(DATASET RECORDS)
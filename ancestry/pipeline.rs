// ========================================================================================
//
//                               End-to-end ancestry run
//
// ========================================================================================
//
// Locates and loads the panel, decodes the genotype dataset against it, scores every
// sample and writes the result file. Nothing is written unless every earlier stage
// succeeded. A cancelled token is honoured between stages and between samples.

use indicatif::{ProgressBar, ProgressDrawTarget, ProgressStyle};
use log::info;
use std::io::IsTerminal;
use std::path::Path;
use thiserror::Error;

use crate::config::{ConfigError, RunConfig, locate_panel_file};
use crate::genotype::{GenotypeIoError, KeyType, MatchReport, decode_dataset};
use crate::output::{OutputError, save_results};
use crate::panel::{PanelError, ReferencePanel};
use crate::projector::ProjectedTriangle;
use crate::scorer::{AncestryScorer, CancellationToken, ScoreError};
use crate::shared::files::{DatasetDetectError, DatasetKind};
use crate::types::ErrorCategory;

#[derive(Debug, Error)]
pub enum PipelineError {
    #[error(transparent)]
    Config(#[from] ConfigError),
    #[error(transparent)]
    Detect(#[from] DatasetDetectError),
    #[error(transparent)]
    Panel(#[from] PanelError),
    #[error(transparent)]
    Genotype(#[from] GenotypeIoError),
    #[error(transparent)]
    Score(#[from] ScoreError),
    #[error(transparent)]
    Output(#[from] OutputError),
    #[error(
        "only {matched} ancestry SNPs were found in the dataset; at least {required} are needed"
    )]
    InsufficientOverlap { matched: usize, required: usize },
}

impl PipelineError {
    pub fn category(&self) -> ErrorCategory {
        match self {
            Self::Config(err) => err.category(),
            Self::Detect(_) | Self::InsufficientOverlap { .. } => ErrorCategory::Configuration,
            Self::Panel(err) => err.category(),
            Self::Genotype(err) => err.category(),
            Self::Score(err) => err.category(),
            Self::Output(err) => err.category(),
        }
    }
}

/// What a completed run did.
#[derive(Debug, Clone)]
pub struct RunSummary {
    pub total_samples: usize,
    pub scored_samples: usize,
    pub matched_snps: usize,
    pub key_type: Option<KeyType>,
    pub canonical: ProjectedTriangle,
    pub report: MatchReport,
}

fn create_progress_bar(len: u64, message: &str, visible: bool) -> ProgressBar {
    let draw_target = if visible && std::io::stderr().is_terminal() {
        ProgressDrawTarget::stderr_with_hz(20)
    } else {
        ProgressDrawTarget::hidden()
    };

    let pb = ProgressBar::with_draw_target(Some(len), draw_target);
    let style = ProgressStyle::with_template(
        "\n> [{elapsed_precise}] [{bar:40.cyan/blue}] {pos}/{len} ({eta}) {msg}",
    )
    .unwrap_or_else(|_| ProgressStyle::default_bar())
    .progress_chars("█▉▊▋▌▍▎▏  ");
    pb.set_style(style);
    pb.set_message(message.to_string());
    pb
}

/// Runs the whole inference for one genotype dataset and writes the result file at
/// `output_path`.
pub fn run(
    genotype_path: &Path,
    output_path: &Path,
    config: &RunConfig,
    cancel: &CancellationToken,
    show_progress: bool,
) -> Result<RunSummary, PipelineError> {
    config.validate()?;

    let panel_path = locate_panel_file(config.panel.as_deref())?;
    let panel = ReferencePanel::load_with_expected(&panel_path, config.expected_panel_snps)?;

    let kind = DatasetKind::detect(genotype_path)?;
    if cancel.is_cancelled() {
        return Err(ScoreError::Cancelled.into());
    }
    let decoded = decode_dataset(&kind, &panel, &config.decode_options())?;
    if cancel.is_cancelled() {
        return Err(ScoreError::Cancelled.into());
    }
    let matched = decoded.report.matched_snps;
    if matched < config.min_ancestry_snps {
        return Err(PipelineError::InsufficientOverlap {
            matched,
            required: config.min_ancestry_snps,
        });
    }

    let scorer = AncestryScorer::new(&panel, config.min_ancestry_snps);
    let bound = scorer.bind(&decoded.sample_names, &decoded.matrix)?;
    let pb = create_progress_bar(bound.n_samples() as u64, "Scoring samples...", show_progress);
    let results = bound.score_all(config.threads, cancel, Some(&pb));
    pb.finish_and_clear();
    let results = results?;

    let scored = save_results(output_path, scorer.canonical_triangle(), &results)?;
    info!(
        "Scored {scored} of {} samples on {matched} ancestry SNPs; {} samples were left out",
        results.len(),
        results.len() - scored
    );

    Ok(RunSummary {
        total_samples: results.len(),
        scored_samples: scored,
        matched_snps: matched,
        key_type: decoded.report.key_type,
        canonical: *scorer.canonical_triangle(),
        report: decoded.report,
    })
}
(End DATASET RECORDS)
→ ACTIVITY: Every record should be repeated exactly; please leave none out.

→ RESPONSE AREA:
filename ancestry/pipeline.rs
// ========================================================================================
//
//                               End-to-end ancestry run
//
// ========================================================================================
//
// Locates and loads the panel, decodes the genotype dataset against it, scores every
// sample and writes the result file. Nothing is written unless every earlier stage
// succeeded. A cancelled token is honoured between stages and between samples.

use indicatif::{ProgressBar, ProgressDrawTarget, ProgressStyle};
use log::info;
use std::io::IsTerminal;
use std::path::Path;
use thiserror::Error;

use crate::config::{ConfigError, RunConfig, locate_panel_file};
use crate::genotype::{GenotypeIoError, KeyType, MatchReport, decode_dataset};
use crate::output::{OutputError, save_results};
use crate::panel::{PanelError, ReferencePanel};
use crate::projector::ProjectedTriangle;
use crate::scorer::{AncestryScorer, CancellationToken, ScoreError};
use crate::shared::files::{DatasetDetectError, DatasetKind};
use crate::types::ErrorCategory;

#[derive(Debug, Error)]
pub enum PipelineError {
    #[error(transparent)]
    Config(#[from] ConfigError),
    #[error(transparent)]
    Detect(#[from] DatasetDetectError),
    #[error(transparent)]
    Panel(#[from] PanelError),
    #[error(transparent)]
    Genotype(#[from] GenotypeIoError),
    #[error(transparent)]
    Score(#[from] ScoreError),
    #[error(transparent)]
    Output(#[from] OutputError),
    #[error(
        "only {matched} ancestry SNPs were found in the dataset; at least {required} are needed"
    )]
    InsufficientOverlap { matched: usize, required: usize },
}

impl PipelineError {
    pub fn category(&self) -> ErrorCategory {
        match self {
            Self::Config(err) => err.category(),
            Self::Detect(_) | Self::InsufficientOverlap { .. } => ErrorCategory::Configuration,
            Self::Panel(err) => err.category(),
            Self::Genotype(err) => err.category(),
            Self::Score(err) => err.category(),
            Self::Output(err) => err.category(),
        }
    }
}

/// What a completed run did.
#[derive(Debug, Clone)]
pub struct RunSummary {
    pub total_samples: usize,
    pub scored_samples: usize,
    pub matched_snps: usize,
    pub key_type: Option<KeyType>,
    pub canonical: ProjectedTriangle,
    pub report: MatchReport,
}

fn create_progress_bar(len: u64, message: &str, visible: bool) -> ProgressBar {
    let draw_target = if visible && std::io::stderr().is_terminal() {
        ProgressDrawTarget::stderr_with_hz(20)
    } else {
        ProgressDrawTarget::hidden()
    };

    let pb = ProgressBar::with_draw_target(Some(len), draw_target);
    let style = ProgressStyle::with_template(
        "\n> [{elapsed_precise}] [{bar:40.cyan/blue}] {pos}/{len} ({eta}) {msg}",
    )
    .unwrap_or_else(|_| ProgressStyle::default_bar())
    .progress_chars("█▉▊▋▌▍▎▏  ");
    pb.set_style(style);
    pb.set_message(message.to_string());
    pb
}

/// Runs the whole inference for one genotype dataset and writes the result file at
/// `output_path`.
pub fn run(
    genotype_path: &Path,
    output_path: &Path,
    config: &RunConfig,
    cancel: &CancellationToken,
    show_progress: bool,
) -> Result<RunSummary, PipelineError> {
    config.validate()?;

    let panel_path = locate_panel_file(config.panel.as_deref())?;
    let panel = ReferencePanel::load_with_expected(&panel_path, config.expected_panel_snps)?;

    let kind = DatasetKind::detect(genotype_path)?;
    if cancel.is_cancelled() {
        return Err(ScoreError::Cancelled.into());
    }
    let decoded = decode_dataset(&kind, &panel, &config.decode_options())?;
    if cancel.is_cancelled() {
        return Err(ScoreError::Cancelled.into());
    }
    let matched = decoded.report.matched_snps;
    if matched < config.min_ancestry_snps {
        return Err(PipelineError::InsufficientOverlap {
            matched,
            required: config.min_ancestry_snps,
        });
    }

    let scorer = AncestryScorer::new(&panel, config.min_ancestry_snps);
    let bound = scorer.bind(&decoded.sample_names, &decoded.matrix)?;
    let pb = create_progress_bar(bound.n_samples() as u64, "Scoring samples...", show_progress);
    let results = bound.score_all(config.threads, cancel, Some(&pb));
    pb.finish_and_clear();
    let results = results?;

    let scored = save_results(output_path, scorer.canonical_triangle(), &results)?;
    info!(
        "Scored {scored} of {} samples on {matched} ancestry SNPs; {} samples were left out",
        results.len(),
        results.len() - scored
    );

    Ok(RunSummary {
        total_samples: results.len(),
        scored_samples: scored,
        matched_snps: matched,
        key_type: decoded.report.key_type,
        canonical: *scorer.canonical_triangle(),
        report: decoded.report,
    })
}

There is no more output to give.